The Content Adviser to the Committee replied that some of the issues had been addressed while some audit outcomes of 2013/14 had not been addressed by the audit committee, and others were ongoing.

Financial and Fiscal Commission (FFC) briefing
Mr Bongani Khumalo, Chief Executive Officer, Financial and Fiscal Commission, noted that the the Commission (FFC) was an independent, permanent, statutory institution established in terms of Section 220 of the Constitution. It functioned in terms of the FFC Act. The mandate of the Commission was to make recommendations, as envisaged in chapter 13 of the Constitution or in national legislation, to Parliament, Provincial Legislatures and any other organ of state determined by national legislation. He gave a brief background into the Commission.

He noted that the National Development Plan (NDP) envisaged the agriculture sector as one of the key levers for job creation and ensuring food security in South Africa. The NDP identified the following objectives for the sector:

-create one million jobs in agriculture, agro processing and related sectors by 2030
-increase investments in new agricultural technologies and research and development
-realise a food surplus with 1/3 of food being produced by small-scale farmers or households
-create security of tenure for communal farmers, especially women

DAFF had aligned its plans over the medium term with the NDP. by putting the focus on spending for increasing food production, by supporting smallholder farmers through Comprehensive Agricultural Support Programme (CASP), implementation of food security initiatives including land care, Illima/Letsema and the recently established Fetsa Tlala food production initiative, as well as by implementation of transformation frameworks to promote broader participation in the economy.

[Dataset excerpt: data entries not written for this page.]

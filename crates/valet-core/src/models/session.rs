//! Valet session model and status state machine
//!
//! A valet session tracks one vehicle from drop-off to return. Status
//! progression is validated against an explicit transition table; anything
//! not in the table is rejected with a distinct error kind.

use chrono::{DateTime, Utc};
use rust_decimal::Decimal;
use serde::{Deserialize, Serialize};
use serde_json::Value as JsonValue;
use std::fmt;

/// Valet session status
#[derive(Debug, Clone, Copy, PartialEq, Eq, Serialize, Deserialize, Default)]
#[serde(rename_all = "snake_case")]
pub enum SessionStatus {
    /// Session registered, car not yet handed over
    #[default]
    Created,
    /// Valet accepted the car from the client
    CarAccepted,
    /// Valet is driving the car to the lot
    EnRoute,
    /// Car is parked
    Parked,
    /// Client requested the car back (payment gate passed)
    ReturnRequested,
    /// A valet accepted the return request
    ReturnAccepted,
    /// Valet picked the car up from its spot
    ReturnStarted,
    /// Car is being driven to the hand-over point
    ReturnDelivering,
    /// Car handed back to the client (terminal)
    Completed,
    /// Session aborted (terminal)
    Cancelled,
}

impl fmt::Display for SessionStatus {
    fn fmt(&self, f: &mut fmt::Formatter<'_>) -> fmt::Result {
        match self {
            SessionStatus::Created => write!(f, "created"),
            SessionStatus::CarAccepted => write!(f, "car_accepted"),
            SessionStatus::EnRoute => write!(f, "en_route"),
            SessionStatus::Parked => write!(f, "parked"),
            SessionStatus::ReturnRequested => write!(f, "return_requested"),
            SessionStatus::ReturnAccepted => write!(f, "return_accepted"),
            SessionStatus::ReturnStarted => write!(f, "return_started"),
            SessionStatus::ReturnDelivering => write!(f, "return_delivering"),
            SessionStatus::Completed => write!(f, "completed"),
            SessionStatus::Cancelled => write!(f, "cancelled"),
        }
    }
}

impl SessionStatus {
    /// Parse from string
    pub fn from_str(s: &str) -> Option<Self> {
        match s.to_lowercase().as_str() {
            "created" => Some(SessionStatus::Created),
            "car_accepted" => Some(SessionStatus::CarAccepted),
            "en_route" => Some(SessionStatus::EnRoute),
            "parked" => Some(SessionStatus::Parked),
            "return_requested" => Some(SessionStatus::ReturnRequested),
            "return_accepted" => Some(SessionStatus::ReturnAccepted),
            "return_started" => Some(SessionStatus::ReturnStarted),
            "return_delivering" => Some(SessionStatus::ReturnDelivering),
            "completed" => Some(SessionStatus::Completed),
            "cancelled" => Some(SessionStatus::Cancelled),
            _ => None,
        }
    }

    /// All statuses counting toward the one-active-session-per-card rule
    pub const ACTIVE: [SessionStatus; 8] = [
        SessionStatus::Created,
        SessionStatus::CarAccepted,
        SessionStatus::EnRoute,
        SessionStatus::Parked,
        SessionStatus::ReturnRequested,
        SessionStatus::ReturnAccepted,
        SessionStatus::ReturnStarted,
        SessionStatus::ReturnDelivering,
    ];

    /// Whether the session is still in progress
    pub fn is_active(&self) -> bool {
        !self.is_terminal()
    }

    /// Whether the status ends the session
    pub fn is_terminal(&self) -> bool {
        matches!(self, SessionStatus::Completed | SessionStatus::Cancelled)
    }

    /// The single allowed successor in the forward flow, if any
    fn next_in_flow(&self) -> Option<SessionStatus> {
        match self {
            SessionStatus::Created => Some(SessionStatus::CarAccepted),
            SessionStatus::CarAccepted => Some(SessionStatus::EnRoute),
            SessionStatus::EnRoute => Some(SessionStatus::Parked),
            SessionStatus::Parked => Some(SessionStatus::ReturnRequested),
            SessionStatus::ReturnRequested => Some(SessionStatus::ReturnAccepted),
            SessionStatus::ReturnAccepted => Some(SessionStatus::ReturnStarted),
            SessionStatus::ReturnStarted => Some(SessionStatus::ReturnDelivering),
            SessionStatus::ReturnDelivering => Some(SessionStatus::Completed),
            SessionStatus::Completed | SessionStatus::Cancelled => None,
        }
    }

    /// Transition table: forward flow one step at a time, plus cancellation
    /// from any non-terminal status.
    pub fn can_transition_to(&self, next: SessionStatus) -> bool {
        if next == SessionStatus::Cancelled {
            return !self.is_terminal();
        }
        self.next_in_flow() == Some(next)
    }
}

/// Payment status derived from the paid amount and calculated cost
#[derive(Debug, Clone, Copy, PartialEq, Eq, Serialize, Deserialize, Default)]
#[serde(rename_all = "snake_case")]
pub enum PaymentStatus {
    /// Nothing paid yet
    #[default]
    Pending,
    /// Partially paid
    Partial,
    /// Fully paid
    Paid,
}

impl fmt::Display for PaymentStatus {
    fn fmt(&self, f: &mut fmt::Formatter<'_>) -> fmt::Result {
        match self {
            PaymentStatus::Pending => write!(f, "pending"),
            PaymentStatus::Partial => write!(f, "partial"),
            PaymentStatus::Paid => write!(f, "paid"),
        }
    }
}

impl PaymentStatus {
    /// Parse from string
    pub fn from_str(s: &str) -> Option<Self> {
        match s.to_lowercase().as_str() {
            "pending" => Some(PaymentStatus::Pending),
            "partial" => Some(PaymentStatus::Partial),
            "paid" => Some(PaymentStatus::Paid),
            _ => None,
        }
    }

    /// Derive the status from a paid total against a calculated cost
    pub fn derive(paid: Decimal, cost: Decimal) -> Self {
        if paid >= cost && cost > Decimal::ZERO {
            PaymentStatus::Paid
        } else if paid > Decimal::ZERO {
            PaymentStatus::Partial
        } else {
            PaymentStatus::Pending
        }
    }
}

/// One photo in a photo group, reconstructed from the stored URL list
///
/// No per-photo identifier is persisted, so the id is the 1-based position
/// within its group.
#[derive(Debug, Clone, Serialize, Deserialize, PartialEq, Eq)]
pub struct PhotoData {
    /// Positional identifier within the group ("1", "2", ...)
    pub id: String,

    /// URL of the stored photo
    pub url: String,

    /// File name derived from the URL
    pub filename: Option<String>,
}

/// Split a comma-joined URL column back into ordered photos
pub fn photos_from_urls(urls: Option<&str>) -> Vec<PhotoData> {
    let Some(urls) = urls else {
        return Vec::new();
    };

    urls.split(',')
        .map(str::trim)
        .filter(|u| !u.is_empty())
        .enumerate()
        .map(|(i, url)| PhotoData {
            id: (i + 1).to_string(),
            url: url.to_string(),
            filename: url.rsplit('/').next().map(str::to_string),
        })
        .collect()
}

/// Join photo URLs into the comma-separated storage form
pub fn photos_to_urls(photos: &[PhotoData]) -> Option<String> {
    if photos.is_empty() {
        return None;
    }
    Some(
        photos
            .iter()
            .map(|p| p.url.as_str())
            .collect::<Vec<_>>()
            .join(","),
    )
}

/// Valet session entity
#[derive(Debug, Clone, Serialize, Deserialize)]
pub struct ValetSession {
    /// Unique identifier
    pub id: i32,

    /// Valet driving the session
    pub employee_id: Option<i32>,

    /// Valet who accepted the return request
    pub request_accepted_by_id: Option<i32>,

    /// Car plate number
    pub car_number: String,

    /// Car model
    pub car_model: Option<String>,

    /// Car color
    pub car_color: Option<String>,

    /// Client name
    pub client_name: Option<String>,

    /// Client phone
    pub client_phone: Option<String>,

    /// Client card number; at most one active session per card
    pub client_card_number: Option<String>,

    /// Parking spot label
    pub parking_spot: Option<String>,

    /// Physical parking card handed to the client
    pub parking_card: Option<String>,

    /// Whether the client holds an active subscription
    pub has_subscription: bool,

    /// Free-form notes
    pub notes: Option<String>,

    /// Current lifecycle status
    pub status: SessionStatus,

    /// Human-facing session number
    pub session_number: Option<String>,

    /// Assigned tariff (auto-assigned at creation when absent)
    pub tariff_id: Option<i32>,

    /// Photo URLs at car acceptance (comma-joined)
    pub car_photos_urls: Option<String>,

    /// Photo URLs taken at the parking spot
    pub parking_photos_urls: Option<String>,

    /// Photo URLs before the return drive
    pub return_start_photos_urls: Option<String>,

    /// Photo URLs at hand-over
    pub return_delivery_photos_urls: Option<String>,

    /// Cached calculated cost (None forces recomputation on next read)
    pub calculated_cost: Option<Decimal>,

    /// Structured calculation breakdown (JSON)
    pub cost_calculation_details: Option<JsonValue>,

    /// When the cached cost was computed
    pub cost_calculated_at: Option<DateTime<Utc>>,

    /// Once true, calculated_cost and tariff_id are immutable
    pub is_cost_final: bool,

    /// Derived payment status
    pub payment_status: PaymentStatus,

    /// Payment method of the latest payment
    pub payment_method: Option<String>,

    /// Running total of received payments
    pub paid_amount: Decimal,

    /// When the latest payment was received
    pub payment_date: Option<DateTime<Utc>>,

    /// External transaction or receipt reference
    pub payment_reference: Option<String>,

    /// Creation timestamp (start of the billing interval)
    pub created_at: DateTime<Utc>,

    /// Last update timestamp (end of the billing interval once terminal)
    pub updated_at: DateTime<Utc>,
}

impl Default for ValetSession {
    fn default() -> Self {
        let now = Utc::now();
        Self {
            id: 0,
            employee_id: None,
            request_accepted_by_id: None,
            car_number: String::new(),
            car_model: None,
            car_color: None,
            client_name: None,
            client_phone: None,
            client_card_number: None,
            parking_spot: None,
            parking_card: None,
            has_subscription: false,
            notes: None,
            status: SessionStatus::Created,
            session_number: None,
            tariff_id: None,
            car_photos_urls: None,
            parking_photos_urls: None,
            return_start_photos_urls: None,
            return_delivery_photos_urls: None,
            calculated_cost: None,
            cost_calculation_details: None,
            cost_calculated_at: None,
            is_cost_final: false,
            payment_status: PaymentStatus::Pending,
            payment_method: None,
            paid_amount: Decimal::ZERO,
            payment_date: None,
            payment_reference: None,
            created_at: now,
            updated_at: now,
        }
    }
}

impl ValetSession {
    /// Amount still owed against the calculated cost
    #[inline]
    pub fn outstanding_balance(&self) -> Decimal {
        (self.calculated_cost.unwrap_or(Decimal::ZERO) - self.paid_amount).max(Decimal::ZERO)
    }

    /// Whether the payment gate blocks a return request
    pub fn owes_payment(&self) -> bool {
        self.outstanding_balance() > Decimal::ZERO && self.payment_status != PaymentStatus::Paid
    }
}

#[cfg(test)]
mod tests {
    use super::*;
    use rust_decimal_macros::dec;

    #[test]
    fn test_forward_flow_transitions() {
        use SessionStatus::*;

        let flow = [
            Created,
            CarAccepted,
            EnRoute,
            Parked,
            ReturnRequested,
            ReturnAccepted,
            ReturnStarted,
            ReturnDelivering,
            Completed,
        ];

        for pair in flow.windows(2) {
            assert!(
                pair[0].can_transition_to(pair[1]),
                "{} -> {} should be allowed",
                pair[0],
                pair[1]
            );
        }
    }

    #[test]
    fn test_skipping_states_is_rejected() {
        use SessionStatus::*;

        assert!(!Created.can_transition_to(Completed));
        assert!(!Created.can_transition_to(Parked));
        assert!(!Parked.can_transition_to(Completed));
        assert!(!CarAccepted.can_transition_to(Created));
        assert!(!ReturnRequested.can_transition_to(Parked));
    }

    #[test]
    fn test_cancel_from_any_active_status() {
        for status in SessionStatus::ACTIVE {
            assert!(status.can_transition_to(SessionStatus::Cancelled));
        }
        assert!(!SessionStatus::Completed.can_transition_to(SessionStatus::Cancelled));
        assert!(!SessionStatus::Cancelled.can_transition_to(SessionStatus::Created));
    }

    #[test]
    fn test_active_and_terminal() {
        assert!(SessionStatus::Parked.is_active());
        assert!(SessionStatus::ReturnDelivering.is_active());
        assert!(SessionStatus::Completed.is_terminal());
        assert!(SessionStatus::Cancelled.is_terminal());
        assert_eq!(SessionStatus::ACTIVE.len(), 8);
    }

    #[test]
    fn test_payment_status_derivation() {
        assert_eq!(
            PaymentStatus::derive(dec!(0), dec!(500)),
            PaymentStatus::Pending
        );
        assert_eq!(
            PaymentStatus::derive(dec!(200), dec!(500)),
            PaymentStatus::Partial
        );
        assert_eq!(
            PaymentStatus::derive(dec!(500), dec!(500)),
            PaymentStatus::Paid
        );
    }

    #[test]
    fn test_outstanding_balance() {
        let session = ValetSession {
            calculated_cost: Some(dec!(500)),
            paid_amount: dec!(200),
            ..Default::default()
        };
        assert_eq!(session.outstanding_balance(), dec!(300));
        assert!(session.owes_payment());

        let paid = ValetSession {
            calculated_cost: Some(dec!(500)),
            paid_amount: dec!(500),
            payment_status: PaymentStatus::Paid,
            ..Default::default()
        };
        assert_eq!(paid.outstanding_balance(), dec!(0));
        assert!(!paid.owes_payment());

        let uncosted = ValetSession::default();
        assert_eq!(uncosted.outstanding_balance(), dec!(0));
        assert!(!uncosted.owes_payment());
    }

    #[test]
    fn test_photo_url_round_trip() {
        let photos = photos_from_urls(Some("/u/a.jpg, /u/b.jpg,,/u/c.jpg"));
        assert_eq!(photos.len(), 3);
        assert_eq!(photos[0].id, "1");
        assert_eq!(photos[2].id, "3");
        assert_eq!(photos[1].filename.as_deref(), Some("b.jpg"));

        let joined = photos_to_urls(&photos);
        assert_eq!(joined.as_deref(), Some("/u/a.jpg,/u/b.jpg,/u/c.jpg"));

        assert!(photos_from_urls(None).is_empty());
        assert!(photos_to_urls(&[]).is_none());
    }
}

Ms Sasha Peters, Senior Researcher, FFC, briefed the Committee on the departmental overview. DAFF consisted of six programmes: Administration, Agricultural Production Health and Food safety, Food security and Agrarian Reform, Trade Promotion and Market access, Forestry and Fisheries. Six entities reported to and fell under the budget of DAFF. The mandate addressed production and consumption in agriculture, forestry and fisheries sectors. Strategic goals of the Department included increasing production and productivity in the agriculture, forestry and fisheries sectors, enhancing employment and economic growth, food security, and sustainable use of natural resources.

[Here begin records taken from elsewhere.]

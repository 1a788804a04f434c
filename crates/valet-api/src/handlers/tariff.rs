//! Parking tariff handlers
//!
//! HTTP handlers for tariff administration and stateless cost quotes.

use crate::dto::tariff::{
    AutoTariffParams, CalculationRequest, CalculationResponse, TariffCreateRequest,
    TariffFilterParams, TariffResponse, TariffUpdateRequest,
};
use crate::dto::{ApiResponse, PaginationParams};
use actix_web::{web, HttpResponse};
use sqlx::PgPool;
use std::sync::Arc;
use tracing::{debug, info, instrument, warn};
use valet_core::config::ValetConfig;
use valet_core::AppError;
use valet_db::{PgSessionRepository, PgTariffRepository};
use valet_services::TariffService;
use validator::Validate;

type PgTariffService = TariffService<PgTariffRepository, PgSessionRepository>;

fn service(pool: &PgPool, config: &ValetConfig) -> PgTariffService {
    TariffService::new(
        Arc::new(PgTariffRepository::new(pool.clone())),
        Arc::new(PgSessionRepository::new(pool.clone())),
        config.clone(),
    )
}

/// List tariffs
///
/// GET /api/v1/tariffs
#[instrument(skip(pool, config))]
pub async fn list_tariffs(
    pool: web::Data<PgPool>,
    config: web::Data<ValetConfig>,
    query: web::Query<PaginationParams>,
    filters: web::Query<TariffFilterParams>,
) -> Result<HttpResponse, AppError> {
    query.validate().map_err(|e| {
        warn!("Pagination validation failed: {}", e);
        AppError::Validation(e.to_string())
    })?;

    debug!(active_only = filters.active_only, "Listing tariffs");

    let svc = service(pool.get_ref(), config.get_ref());
    let tariffs = svc
        .list(filters.active_only, query.limit(), query.offset())
        .await?;

    let data: Vec<TariffResponse> = tariffs.into_iter().map(Into::into).collect();
    Ok(HttpResponse::Ok().json(ApiResponse::success(data)))
}

/// Create a tariff
///
/// POST /api/v1/tariffs
#[instrument(skip(pool, config, req))]
pub async fn create_tariff(
    pool: web::Data<PgPool>,
    config: web::Data<ValetConfig>,
    req: web::Json<TariffCreateRequest>,
) -> Result<HttpResponse, AppError> {
    req.validate().map_err(|e| {
        warn!("Tariff creation validation failed: {}", e);
        AppError::Validation(e.to_string())
    })?;

    let svc = service(pool.get_ref(), config.get_ref());
    let created = svc.create(req.to_tariff()).await?;

    info!(id = created.id, name = %created.name, "Tariff created");

    Ok(HttpResponse::Created().json(ApiResponse::with_message(
        TariffResponse::from(created),
        "Tariff created",
    )))
}

/// The tariff a new session would be assigned
///
/// GET /api/v1/tariffs/auto
#[instrument(skip(pool, config))]
pub async fn get_auto_tariff(
    pool: web::Data<PgPool>,
    config: web::Data<ValetConfig>,
    params: web::Query<AutoTariffParams>,
) -> Result<HttpResponse, AppError> {
    let svc = service(pool.get_ref(), config.get_ref());
    let tariff = svc.get_auto(params.has_subscription).await?;

    Ok(HttpResponse::Ok().json(ApiResponse::success(TariffResponse::from(tariff))))
}

/// Stateless cost quote for a hypothetical stay
///
/// POST /api/v1/tariffs/calculate
#[instrument(skip(pool, config, req))]
pub async fn calculate_cost(
    pool: web::Data<PgPool>,
    config: web::Data<ValetConfig>,
    req: web::Json<CalculationRequest>,
) -> Result<HttpResponse, AppError> {
    let svc = service(pool.get_ref(), config.get_ref());
    let calc = svc
        .calculate(req.tariff_id, req.duration_hours, req.has_subscription)
        .await?;

    let response = CalculationResponse::from_calculation(req.tariff_id, &calc);
    Ok(HttpResponse::Ok().json(ApiResponse::success(response)))
}

/// Active tariffs of one pricing type
///
/// GET /api/v1/tariffs/type/{tariff_type}
#[instrument(skip(pool, config))]
pub async fn list_tariffs_by_type(
    pool: web::Data<PgPool>,
    config: web::Data<ValetConfig>,
    path: web::Path<String>,
) -> Result<HttpResponse, AppError> {
    let tariff_type = path.into_inner();
    let svc = service(pool.get_ref(), config.get_ref());
    let tariffs = svc.list_by_type(&tariff_type).await?;

    let data: Vec<TariffResponse> = tariffs.into_iter().map(Into::into).collect();
    Ok(HttpResponse::Ok().json(ApiResponse::success(data)))
}

/// Get a single tariff
///
/// GET /api/v1/tariffs/{id}
#[instrument(skip(pool, config))]
pub async fn get_tariff(
    pool: web::Data<PgPool>,
    config: web::Data<ValetConfig>,
    path: web::Path<i32>,
) -> Result<HttpResponse, AppError> {
    let svc = service(pool.get_ref(), config.get_ref());
    let tariff = svc.get(path.into_inner()).await?;

    Ok(HttpResponse::Ok().json(ApiResponse::success(TariffResponse::from(tariff))))
}

/// Update a tariff
///
/// PUT /api/v1/tariffs/{id}
#[instrument(skip(pool, config, req))]
pub async fn update_tariff(
    pool: web::Data<PgPool>,
    config: web::Data<ValetConfig>,
    path: web::Path<i32>,
    req: web::Json<TariffUpdateRequest>,
) -> Result<HttpResponse, AppError> {
    req.validate().map_err(|e| {
        warn!("Tariff update validation failed: {}", e);
        AppError::Validation(e.to_string())
    })?;

    let svc = service(pool.get_ref(), config.get_ref());
    let updated = svc.update(path.into_inner(), req.to_update()).await?;

    Ok(HttpResponse::Ok().json(ApiResponse::with_message(
        TariffResponse::from(updated),
        "Tariff updated",
    )))
}

/// Deactivate a tariff
///
/// DELETE /api/v1/tariffs/{id}
///
/// Tariffs referenced by past sessions are never hard-deleted.
#[instrument(skip(pool, config))]
pub async fn delete_tariff(
    pool: web::Data<PgPool>,
    config: web::Data<ValetConfig>,
    path: web::Path<i32>,
) -> Result<HttpResponse, AppError> {
    let tariff_id = path.into_inner();
    let svc = service(pool.get_ref(), config.get_ref());
    svc.deactivate(tariff_id).await?;

    info!(id = tariff_id, "Tariff deactivated");

    Ok(HttpResponse::NoContent().finish())
}

/// Make a tariff the resident default
///
/// POST /api/v1/tariffs/{id}/set-default-residents
#[instrument(skip(pool, config))]
pub async fn set_default_for_residents(
    pool: web::Data<PgPool>,
    config: web::Data<ValetConfig>,
    path: web::Path<i32>,
) -> Result<HttpResponse, AppError> {
    let svc = service(pool.get_ref(), config.get_ref());
    let tariff = svc.set_default_for_residents(path.into_inner()).await?;

    Ok(HttpResponse::Ok().json(ApiResponse::with_message(
        TariffResponse::from(tariff),
        "Resident default updated",
    )))
}

/// Make a tariff the guest default
///
/// POST /api/v1/tariffs/{id}/set-default-guests
#[instrument(skip(pool, config))]
pub async fn set_default_for_guests(
    pool: web::Data<PgPool>,
    config: web::Data<ValetConfig>,
    path: web::Path<i32>,
) -> Result<HttpResponse, AppError> {
    let svc = service(pool.get_ref(), config.get_ref());
    let tariff = svc.set_default_for_guests(path.into_inner()).await?;

    Ok(HttpResponse::Ok().json(ApiResponse::with_message(
        TariffResponse::from(tariff),
        "Guest default updated",
    )))
}

/// Configure tariff routes
pub fn configure(cfg: &mut web::ServiceConfig) {
    cfg.service(
        web::scope("/tariffs")
            .route("", web::get().to(list_tariffs))
            .route("", web::post().to(create_tariff))
            .route("/auto", web::get().to(get_auto_tariff))
            .route("/calculate", web::post().to(calculate_cost))
            .route("/type/{tariff_type}", web::get().to(list_tariffs_by_type))
            .route("/{id}", web::get().to(get_tariff))
            .route("/{id}", web::put().to(update_tariff))
            .route("/{id}", web::delete().to(delete_tariff))
            .route(
                "/{id}/set-default-residents",
                web::post().to(set_default_for_residents),
            )
            .route(
                "/{id}/set-default-guests",
                web::post().to(set_default_for_guests),
            ),
    );
}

She outlined the budget and programmes of DAFF and noted that between 2013/14 and 2014/15, the budget allocated to DAFF had increased from R6.1 billion to R6.6 billion, representing an increase of 3.1%. Over the medium term, allocations to DAFF were expected to decline due to Cabinet approved budget reductions and shifting the management function of the Knysna indigenous forest to the Department of Environmental Affairs.

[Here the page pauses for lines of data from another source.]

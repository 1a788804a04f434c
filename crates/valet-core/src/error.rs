//! Unified error handling for ValetPark
//!
//! This module provides a comprehensive error type that covers all possible
//! failure scenarios in the application, with automatic HTTP response mapping.
//!
//! Note that the payment gate on car return is NOT modelled here: a session
//! that owes money produces a structured `PaymentRequired` refusal value in
//! the service layer, distinguishable from both success and error.

use actix_web::{http::StatusCode, HttpResponse, ResponseError};
use serde_json::json;
use thiserror::Error;

/// Main application error type
///
/// All errors in the application should be converted to this type.
/// It implements `ResponseError` for automatic HTTP response generation.
#[derive(Error, Debug)]
pub enum AppError {
    // ==================== Database Errors ====================
    #[error("Database error: {0}")]
    Database(String),

    #[error("Database pool error: {0}")]
    Pool(String),

    #[error("Transaction failed: {0}")]
    Transaction(String),

    // ==================== Business Logic Errors ====================
    #[error("Valet session not found: {0}")]
    SessionNotFound(String),

    #[error("Tariff not found: {0}")]
    TariffNotFound(String),

    #[error("Employee not found: {0}")]
    EmployeeNotFound(String),

    #[error("Card {card} is already used by an active session (car {car})")]
    DuplicateActiveCard { card: String, car: String },

    #[error("Invalid status transition: {from} -> {to}")]
    InvalidTransition { from: String, to: String },

    #[error("Cost is already finalized for this session")]
    CostAlreadyFinal,

    #[error("Cost can only be finalized for completed or cancelled sessions")]
    SessionNotCompleted,

    #[error("Session has no calculated cost to pay")]
    NoCostToPay,

    #[error("Payment exceeds outstanding balance: {remaining} remaining")]
    OverpaymentAttempt { remaining: String },

    // ==================== Validation Errors ====================
    #[error("Validation error: {0}")]
    Validation(String),

    #[error("Invalid input: {0}")]
    InvalidInput(String),

    // ==================== Resource Errors ====================
    #[error("Not found: {0}")]
    NotFound(String),

    #[error("Conflict: {0}")]
    Conflict(String),

    // ==================== Internal Errors ====================
    #[error("Internal error: {0}")]
    Internal(String),

    #[error("Configuration error: {0}")]
    Config(String),

    #[error("Serialization error: {0}")]
    Serialization(String),
}

impl AppError {
    /// Returns the HTTP status code for this error
    pub fn status_code(&self) -> StatusCode {
        match self {
            // 400 Bad Request
            AppError::Validation(_)
            | AppError::InvalidInput(_)
            | AppError::CostAlreadyFinal
            | AppError::SessionNotCompleted
            | AppError::NoCostToPay
            | AppError::OverpaymentAttempt { .. } => StatusCode::BAD_REQUEST,

            // 404 Not Found
            AppError::SessionNotFound(_)
            | AppError::TariffNotFound(_)
            | AppError::EmployeeNotFound(_)
            | AppError::NotFound(_) => StatusCode::NOT_FOUND,

            // 409 Conflict
            AppError::Conflict(_)
            | AppError::DuplicateActiveCard { .. }
            | AppError::InvalidTransition { .. } => StatusCode::CONFLICT,

            // 500 Internal Server Error
            _ => StatusCode::INTERNAL_SERVER_ERROR,
        }
    }

    /// Returns the error code for API responses
    pub fn error_code(&self) -> &'static str {
        match self {
            AppError::Database(_) => "database_error",
            AppError::Pool(_) => "pool_error",
            AppError::Transaction(_) => "transaction_error",
            AppError::SessionNotFound(_) => "session_not_found",
            AppError::TariffNotFound(_) => "tariff_not_found",
            AppError::EmployeeNotFound(_) => "employee_not_found",
            AppError::DuplicateActiveCard { .. } => "duplicate_active_card",
            AppError::InvalidTransition { .. } => "invalid_transition",
            AppError::CostAlreadyFinal => "cost_already_final",
            AppError::SessionNotCompleted => "session_not_completed",
            AppError::NoCostToPay => "no_cost_to_pay",
            AppError::OverpaymentAttempt { .. } => "overpayment_attempt",
            AppError::Validation(_) => "validation_error",
            AppError::InvalidInput(_) => "invalid_input",
            AppError::NotFound(_) => "not_found",
            AppError::Conflict(_) => "conflict",
            AppError::Internal(_) => "internal_error",
            AppError::Config(_) => "config_error",
            AppError::Serialization(_) => "serialization_error",
        }
    }
}

impl ResponseError for AppError {
    fn status_code(&self) -> StatusCode {
        AppError::status_code(self)
    }

    fn error_response(&self) -> HttpResponse {
        let status = self.status_code();
        let body = json!({
            "error": self.error_code(),
            "message": self.to_string(),
            "status": status.as_u16(),
        });

        HttpResponse::build(status).json(body)
    }
}

// ==================== From implementations ====================

impl From<serde_json::Error> for AppError {
    fn from(err: serde_json::Error) -> Self {
        AppError::Serialization(err.to_string())
    }
}

impl From<std::io::Error> for AppError {
    fn from(err: std::io::Error) -> Self {
        AppError::Internal(err.to_string())
    }
}

impl From<config::ConfigError> for AppError {
    fn from(err: config::ConfigError) -> Self {
        AppError::Config(err.to_string())
    }
}

impl From<validator::ValidationErrors> for AppError {
    fn from(err: validator::ValidationErrors) -> Self {
        AppError::Validation(err.to_string())
    }
}

#[cfg(test)]
mod tests {
    use super::*;

    #[test]
    fn test_error_status_codes() {
        assert_eq!(
            AppError::SessionNotFound("42".to_string()).status_code(),
            StatusCode::NOT_FOUND
        );
        assert_eq!(
            AppError::DuplicateActiveCard {
                card: "C-100".to_string(),
                car: "A123BC".to_string()
            }
            .status_code(),
            StatusCode::CONFLICT
        );
        assert_eq!(
            AppError::OverpaymentAttempt {
                remaining: "150.00".to_string()
            }
            .status_code(),
            StatusCode::BAD_REQUEST
        );
        assert_eq!(
            AppError::InvalidTransition {
                from: "created".to_string(),
                to: "completed".to_string()
            }
            .status_code(),
            StatusCode::CONFLICT
        );
    }

    #[test]
    fn test_error_codes() {
        assert_eq!(AppError::CostAlreadyFinal.error_code(), "cost_already_final");
        assert_eq!(AppError::NoCostToPay.error_code(), "no_cost_to_pay");
        assert_eq!(
            AppError::TariffNotFound("9".to_string()).error_code(),
            "tariff_not_found"
        );
    }
}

Provincial audit outcomes: whilst dropping from the standard set in 2003/04 where all provincial DAFFs received unqualified opinions, had since 2005/06 shown that no provincial DAFF had obtained an adverse opinion, and since 2006/07 no provincial DFF had received a disclaimer.

She noted that the DAFF was the transferring agent for three conditional grants - the CASP, the Illima Letsema and Land Care. FFC had some recommendations to make on the agriculture grants. Its annual submission for the 2007/08 Division of Revenue Bill had recommended that the Land Care Grant and CASP grants be merged into one. The rationale for the recommendation was based on overlapping objectives and poor spending performance. Even to date, the conditional grant spending performance within certain provinces remained poor, particularly on CASP. There was continued implementation of numerous existing (and underperforming) and new initiatives, with overlapping objectives.

FFC then summarised what its submissions were to be for the 2015/16 financial year. DAFF should strengthen its ability to enforce the conditions in the grant framework, to ensure better oversight of provinces, so that spending and performance of agricultural conditional grants cold be improved. The Commission would be suggesting  that norms and standards be developed to assess the performance of provinces, and five year evaluations of conditional grants should be institutionalised. The Commission recommended also that there should be a special focus on improving the operations of different food security programmes, especially Agriculture, EPWP and the School Nutrition Programme. All these could accelerate improvements in household food security, without necessarily increasing programme expenditure. Areas that could yield improved results included better joint planning and streamlining procurement processes, with the assistance of the Chief Procurement Officer. The ability to use available resources optimally for the food security programmes had declined over time.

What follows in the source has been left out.